As long as each engineer does not use IP addresses from outside of
his/her allocated range there will not be an overlap, so the different
groups do not have to consult constantly with one another regarding
the IP design. (Note that this does not take into account the company
standard etc for the network design, but does give a basic example
of how IP subnetting works). A single provincial network’s IP range
may then be split into smaller subnets for different processes (VoIP,
control, CCTV, monitoring etc.). This would generally be an acceptable
level of subnetting to provide a stable and clean network. Splitting
up these subnetworks much further may start to cause problems as
more and more data has to be routed between the different subnets.
Also it is important to note that each time a network is subnetted
we lose two usable addresses (due to the way Ethernet works these
addresses become special addresses for the subnet that cannot be
assigned to actual end devices), another reason not to overly subnet
the network, as eventually one may run out of addresses to be used
for end devices.
Once these major points have been covered, we should have a
good foundation for planning other components and functionality on
the network.
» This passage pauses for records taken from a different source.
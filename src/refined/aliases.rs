//! Type aliases for common refined types
//!
//! This module provides convenient type aliases for commonly used
//! refined type combinations.
//!
//! # Example
//!
//! ```rust
//! use flagged::refined::{NonEmptyString, PositiveI32, Percentage, SortedVec};
//!
//! let name = NonEmptyString::new("Alice".to_string()).unwrap();
//! let age = PositiveI32::new(25).unwrap();
//! let progress = Percentage::new(75).unwrap();
//! let scores = SortedVec::arrange(vec![3, 1, 2]);
//! assert_eq!(scores.get(), &[1, 2, 3]);
//! ```

use super::predicates::collection::NonEmpty;
use super::predicates::numeric::{BoundedInclusive, Negative, NonNegative, NonZero, Positive};
#[cfg(feature = "shuffle")]
use super::predicates::order::Shuffled;
use super::predicates::order::{Sorted, Unique, UniqueAndSorted};
use super::predicates::pointer::NonNull;
use super::Refined;

// ============================================================================
// Signed integer aliases - Positive
// ============================================================================

/// An i8 that is guaranteed to be positive (> 0)
pub type PositiveI8 = Refined<i8, Positive>;

/// An i16 that is guaranteed to be positive (> 0)
pub type PositiveI16 = Refined<i16, Positive>;

/// An i32 that is guaranteed to be positive (> 0)
pub type PositiveI32 = Refined<i32, Positive>;

/// An i64 that is guaranteed to be positive (> 0)
pub type PositiveI64 = Refined<i64, Positive>;

/// An isize that is guaranteed to be positive (> 0)
pub type PositiveIsize = Refined<isize, Positive>;

// ============================================================================
// Signed integer aliases - NonNegative
// ============================================================================

/// An i32 that is guaranteed to be non-negative (>= 0)
pub type NonNegativeI32 = Refined<i32, NonNegative>;

/// An i64 that is guaranteed to be non-negative (>= 0)
pub type NonNegativeI64 = Refined<i64, NonNegative>;

// ============================================================================
// Signed integer aliases - Negative
// ============================================================================

/// An i32 that is guaranteed to be negative (< 0)
pub type NegativeI32 = Refined<i32, Negative>;

/// An i64 that is guaranteed to be negative (< 0)
pub type NegativeI64 = Refined<i64, Negative>;

// ============================================================================
// Non-zero aliases
// ============================================================================

/// An i32 that is guaranteed to be non-zero
pub type NonZeroI32 = Refined<i32, NonZero>;

/// An i64 that is guaranteed to be non-zero
pub type NonZeroI64 = Refined<i64, NonZero>;

/// A u32 that is guaranteed to be non-zero
pub type NonZeroU32 = Refined<u32, NonZero>;

/// A u64 that is guaranteed to be non-zero
pub type NonZeroU64 = Refined<u64, NonZero>;

/// A usize that is guaranteed to be non-zero
pub type NonZeroUsize = Refined<usize, NonZero>;

// ============================================================================
// Floating-point aliases
// ============================================================================

/// An f64 that is guaranteed to be positive (> 0, never NaN)
pub type PositiveF64 = Refined<f64, Positive>;

/// An f64 that is guaranteed to be non-negative (>= 0, never NaN)
pub type NonNegativeF64 = Refined<f64, NonNegative>;

// ============================================================================
// Range aliases
// ============================================================================

/// An integer percentage in `0..=100`
pub type Percentage = Refined<u8, BoundedInclusive<0, 100>>;

/// A network port that is not the reserved port 0
pub type Port = Refined<u16, BoundedInclusive<1, 65535>>;

// ============================================================================
// Collection aliases
// ============================================================================

/// A string with at least one character
pub type NonEmptyString = Refined<String, NonEmpty>;

/// A vector with at least one element
pub type NonEmptyVec<T> = Refined<Vec<T>, NonEmpty>;

/// A vector sorted ascending on construction
pub type SortedVec<T> = Refined<Vec<T>, Sorted>;

/// A vector with later duplicates removed on construction
pub type UniqueVec<T> = Refined<Vec<T>, Unique>;

/// A strictly ascending vector
pub type UniqueSortedVec<T> = Refined<Vec<T>, UniqueAndSorted>;

/// A vector randomly permuted on construction
#[cfg(feature = "shuffle")]
pub type ShuffledVec<T> = Refined<Vec<T>, Shuffled>;

// ============================================================================
// Handle aliases
// ============================================================================

/// A raw pointer that is guaranteed not to be null
pub type NonNullPtr<T> = Refined<*mut T, NonNull>;
//! # Flagged
//!
//! > *Check once, carry the proof.*
//!
//! A Rust library of refinement types: wrappers that enforce an invariant
//! (non-zero, within bounds, sorted, a fixed number of elements, ...) when
//! a value is constructed, and make that invariant visible in the type
//! from then on.
//!
//! ## Philosophy
//!
//! **Flagged** follows *parse, don't validate*:
//! - **Boundaries** turn raw values into refined ones, once
//! - **Signatures** demand the refined type, so the check never repeats
//! - **Conversions** between refinements are proven by the compiler, not re-checked
//!
//! ## Quick Example
//!
//! ```rust
//! use flagged::refined::{Refined, BoundedInclusive, NonZero, Positive, UniqueAndSorted};
//!
//! type Replicas = Refined<u32, BoundedInclusive<1, 9>>;
//!
//! fn divide(total: u64, parts: Refined<u64, NonZero>) -> u64 {
//!     total / parts.get()
//! }
//!
//! let replicas = Replicas::new(3).unwrap();
//! assert!(Replicas::new(12).is_err());
//!
//! // Positive implies NonZero, so no second check is needed
//! let parts = Refined::<u64, Positive>::new(4).unwrap();
//! assert_eq!(divide(100, parts.weaken()), 25);
//!
//! // Some refinements rearrange instead of rejecting
//! let ids = Refined::<Vec<u32>, UniqueAndSorted>::arrange(vec![7, 3, 7, 1]);
//! assert_eq!(ids.get(), &[1, 3, 7]);
//! assert_eq!(*replicas.get(), 3);
//! ```
//!
//! ## Features
//!
//! - `shuffle` (default): the `Shuffled` refinement, backed by `rand`
//! - `serde`: (de)serialization that re-runs the refinement on input
//! - `tracing`: `debug` events for rejected values
//! - `proptest`: `Arbitrary` for refined values and a filtering strategy

#![warn(missing_docs)]
#![warn(missing_debug_implementations)]

pub mod immutable;
pub mod refined;
pub mod testing;

// Re-exports
pub use immutable::{Immutable, SharedImmutable};
pub use refined::{Predicate, Refined, RefinementError, Violation};

/// Prelude module for convenient imports
pub mod prelude {
    pub use crate::immutable::{Immutable, SharedImmutable};
    pub use crate::refined::{
        BoundedExclusive, BoundedInclusive, CeiledExclusive, CeiledInclusive, EqualSized,
        FixedRangeInclusive, FixedSized, FlooredExclusive, FlooredInclusive, LessThan, MoreThan,
        Negative, NonEmpty, NonNegative, NonNull, NonPositive, NonZero, Positive, Predicate,
        Refined, RefinementError, Sorted, Unique, UniqueAndSorted, Violation,
    };
    #[cfg(feature = "shuffle")]
    pub use crate::refined::Shuffled;
}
We have an idea of the physical and logical topologies
for the network, as well as the addressing (IP ranges) and VLANs that
must be implemented.
This means that we can start to plan some of the other parts of
the network, such as the specific redundancy and various traffic control
aspects. In some cases these may simply be an added functionality
or a way of easily monitoring the network, in other cases they may
be critical to the correct running of the network. Which parts should
be considered critical and which are simply ‘added extras’ will depend
on the network itself and the requirements thereof.
Redundancy
One of the most critical functionalities to be considered on any mission
critical network is redundancy, which we have mentioned in passing
in the course of this article multiple times. However, redundancy is
important enough that we will go over it in more detail here. Redundan-
cy means that the network caters for certain failures, such as cables
breaks or hardware failure. In the event of a failure, the redundancy
mechanisms in place will attempt to ‘recover’ the network to a point
that communications are not interrupted, thus allowing the failure to
be addressed without the need for the entire network to be brought
to a standstill. These recoveries need to happen extremely quickly,
especially in the context of communication networks for SMART grids.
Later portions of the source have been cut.